Jean est né à Montluçon. Il fit des études de sciences à l'Institut Catholique de Paris et entra au séminaire des Carmes où il resta cinq ans. A 26 ans, il entre au noviciat. Après un an de juvénat, il est pendant quatre ans professeur de sciences et père spirituel au collège du Mans. Il est ensuite nommé père spirituel à l'école Sainte-Geneviève, mais un an plus tard il est mobilisé et passera cinq ans en captivité à Lübeck.

A son retour il termine sa formation.. Il travaillera dans des maisons de formation comme père spirituel ou supérieur.
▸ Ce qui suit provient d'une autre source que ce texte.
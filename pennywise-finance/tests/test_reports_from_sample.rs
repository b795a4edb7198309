//! Sample month -> summary and report files.

use chrono::NaiveDate;
use pennywise_core::{Category, Session};
use pennywise_finance::{write_reports, FinancialSummary};
use pennywise_ingest::{ingest_at, sample_transactions};
use rust_decimal_macros::dec;

fn sample_session() -> Session {
    let now = NaiveDate::from_ymd_opt(2025, 11, 30)
        .unwrap()
        .and_hms_opt(0, 0, 0)
        .unwrap();
    let mut session = Session::default();
    ingest_at(&mut session, sample_transactions(), now);
    session
}

#[test]
fn test_sample_summary() {
    let s = FinancialSummary::from_session(&sample_session());
    assert_eq!(s.total_income, dec!(30500));
    assert_eq!(s.total_expenses, dec!(13899));
    assert_eq!(s.net_savings, dec!(16601));

    let top: Vec<Category> = s.top_categories.iter().map(|c| c.category).collect();
    assert_eq!(
        top,
        vec![
            Category::Groceries,
            Category::Shopping,
            Category::Bills,
            Category::Transport,
            Category::Dining,
        ]
    );
    assert_eq!(s.top_categories[0].spent, dec!(3500));
}

#[test]
fn test_sample_reports() {
    let dir = tempfile::tempdir().unwrap();
    let paths = write_reports(&sample_session(), dir.path()).unwrap();

    let mut rdr = csv::Reader::from_path(&paths.transactions).unwrap();
    assert_eq!(rdr.records().count(), 15);

    let mut rdr = csv::Reader::from_path(&paths.budget).unwrap();
    let rows: Vec<csv::StringRecord> = rdr.records().map(|r| r.unwrap()).collect();
    assert_eq!(rows.len(), Category::ALL.len());
    let groceries = rows.iter().find(|r| &r[0] == "Groceries").unwrap();
    assert_eq!(&groceries[2], "3500");
    assert_eq!(&groceries[5], "CAUTION");
}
En 1955 il est nommé au Centre Spirituel de Manrèse et y demeurera 40 ans. Il y donne les Exercices, consacre beaucoup de temps à des entretiens personnels, et formateur à l'Institut de formation des éducateurs du Clergé, ainsi qu'à "L'aide médico-psychologique des religieux". Il écrit aussi dans les revues "Vie Chrétienne" et "Christus".
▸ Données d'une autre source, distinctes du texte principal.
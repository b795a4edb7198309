//! Transaction and category types shared by the ledger, budgets and router.

use chrono::NaiveDateTime;
use rust_decimal::Decimal;
use serde::{Deserialize, Serialize};
use std::fmt;
use std::str::FromStr;
use thiserror::Error;

/// Spending categories assigned by keyword matching.
///
/// Declaration order is significant: it is the display order for budget
/// tables and the tie-break order when ranking categories by spend.
#[derive(Debug, Clone, Copy, Serialize, Deserialize, PartialEq, Eq, PartialOrd, Ord, Hash)]
pub enum Category {
    #[serde(rename = "Groceries")]
    Groceries,
    #[serde(rename = "Food Delivery")]
    FoodDelivery,
    #[serde(rename = "Dining")]
    Dining,
    #[serde(rename = "Transport")]
    Transport,
    #[serde(rename = "Entertainment")]
    Entertainment,
    #[serde(rename = "Subscriptions")]
    Subscriptions,
    #[serde(rename = "Shopping")]
    Shopping,
    #[serde(rename = "Bills")]
    Bills,
    #[serde(rename = "Healthcare")]
    Healthcare,
    #[serde(rename = "Education")]
    Education,
    #[serde(rename = "Income")]
    Income,
    #[serde(rename = "Others")]
    Others,
}

impl Category {
    pub const ALL: [Category; 12] = [
        Category::Groceries,
        Category::FoodDelivery,
        Category::Dining,
        Category::Transport,
        Category::Entertainment,
        Category::Subscriptions,
        Category::Shopping,
        Category::Bills,
        Category::Healthcare,
        Category::Education,
        Category::Income,
        Category::Others,
    ];

    /// Assigned when no keyword matches.
    pub const FALLBACK: Category = Category::Others;

    pub fn label(&self) -> &'static str {
        match self {
            Category::Groceries => "Groceries",
            Category::FoodDelivery => "Food Delivery",
            Category::Dining => "Dining",
            Category::Transport => "Transport",
            Category::Entertainment => "Entertainment",
            Category::Subscriptions => "Subscriptions",
            Category::Shopping => "Shopping",
            Category::Bills => "Bills",
            Category::Healthcare => "Healthcare",
            Category::Education => "Education",
            Category::Income => "Income",
            Category::Others => "Others",
        }
    }

    pub fn is_income(&self) -> bool {
        matches!(self, Category::Income)
    }
}

impl fmt::Display for Category {
    fn fmt(&self, f: &mut fmt::Formatter<'_>) -> fmt::Result {
        f.write_str(self.label())
    }
}

#[derive(Debug, Clone, PartialEq, Eq, Error)]
#[error("unknown category: '{0}'")]
pub struct ParseCategoryError(pub String);

impl FromStr for Category {
    type Err = ParseCategoryError;

    fn from_str(s: &str) -> Result<Self, Self::Err> {
        let wanted = s.trim();
        if wanted.eq_ignore_ascii_case("other") {
            return Ok(Category::Others);
        }
        Category::ALL
            .into_iter()
            .find(|c| c.label().eq_ignore_ascii_case(wanted))
            .ok_or_else(|| ParseCategoryError(wanted.to_string()))
    }
}

/// A classified transaction as stored in the ledger.
///
/// Sign convention: negative amounts are outflows (expenses), positive
/// amounts are inflows (income). Only outflows count towards budget spend.
#[derive(Debug, Clone, Serialize, Deserialize, PartialEq)]
pub struct Transaction {
    pub timestamp: NaiveDateTime,
    pub description: String,
    pub amount: Decimal,
    pub category: Category,
    /// Payment method (Card, UPI, Cash, ...)
    pub method: String,
}

impl Transaction {
    pub fn new(
        timestamp: NaiveDateTime,
        description: impl Into<String>,
        amount: Decimal,
        category: Category,
        method: impl Into<String>,
    ) -> Self {
        Self {
            timestamp,
            description: description.into(),
            amount,
            category,
            method: method.into(),
        }
    }

    /// Returns true if this is an expense (negative amount)
    pub fn is_expense(&self) -> bool {
        self.amount.is_sign_negative() && !self.amount.is_zero()
    }

    /// Returns true if this is income (positive amount)
    pub fn is_income(&self) -> bool {
        self.amount.is_sign_positive() && !self.amount.is_zero()
    }

    pub fn magnitude(&self) -> Decimal {
        self.amount.abs()
    }

    /// Amount this transaction adds to its category's spend.
    pub fn outflow(&self) -> Decimal {
        if self.is_expense() {
            -self.amount
        } else {
            Decimal::ZERO
        }
    }
}

/// Render an amount without a currency symbol: whole values print without
/// decimals, anything else with two.
pub fn format_amount(amount: Decimal) -> String {
    let rounded = amount.round_dp(2);
    if rounded.fract().is_zero() {
        rounded.trunc().normalize().to_string()
    } else {
        format!("{:.2}", rounded)
    }
}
Jean eut une foi fidèle, patiente, critique, sans fioritures, mais exigeante dans sa formulation. Il était souvent à la recherche de l'expression juste. Son exigence venait en partie de sa formation rigoureuse dans les sciences. Sa cécité aurait pu le couper de la passion de connaître mais sa conviction était que l'homme peut saisir quelque chose de Dieu en approfondissant le mystère de la création. Ce qui explique sa ténacité, jusqu'à la fin, à creuser le sens de l'univers.

Sa vie apostolique a surtout été faite de l'accompagnement de personnes qu'il aidait à discerner. Mais ce discernement était exercé dans la rigueur, cette juste rigueur qui fait que l'on ne dit jamais que ce que l'on a pu expérimenter ou vérifier. Il était doué d'une foi juste, emplie de miséricorde, sans raideur mais apte à débusquer les faux-fuyants.

Cet homme de raison et de foi invite - selon l'une de ses expressions - au "courage de la vérité". Il écrit : "Si la vie spirituelle, au long des années, ne favorise pas le sens du réel et la croissance de notre liberté intérieure, elle est conduite de travers". Nous tenons là deux éléments fondamentaux authentifiant la vérité d'une vie spirituelle.

Si la vie spirituelle,
au long des années,
ne favorise pas le sens du réel et la croissance de notre liberté intérieure,
elle est conduite de travers

Le sens du réel est la première exigence pour avancer vers le Royaume. Que de fois ne l'avons-nous pas entendu dire qu'une "foi qui n'englobe pas tout le réel est fausse". La vérité de la personne humaine part de la réalité qui la constitue. Tant que nous n'avons pas pris conscience de la terre dans laquelle nous avons été planté, nous échappons à nous-même.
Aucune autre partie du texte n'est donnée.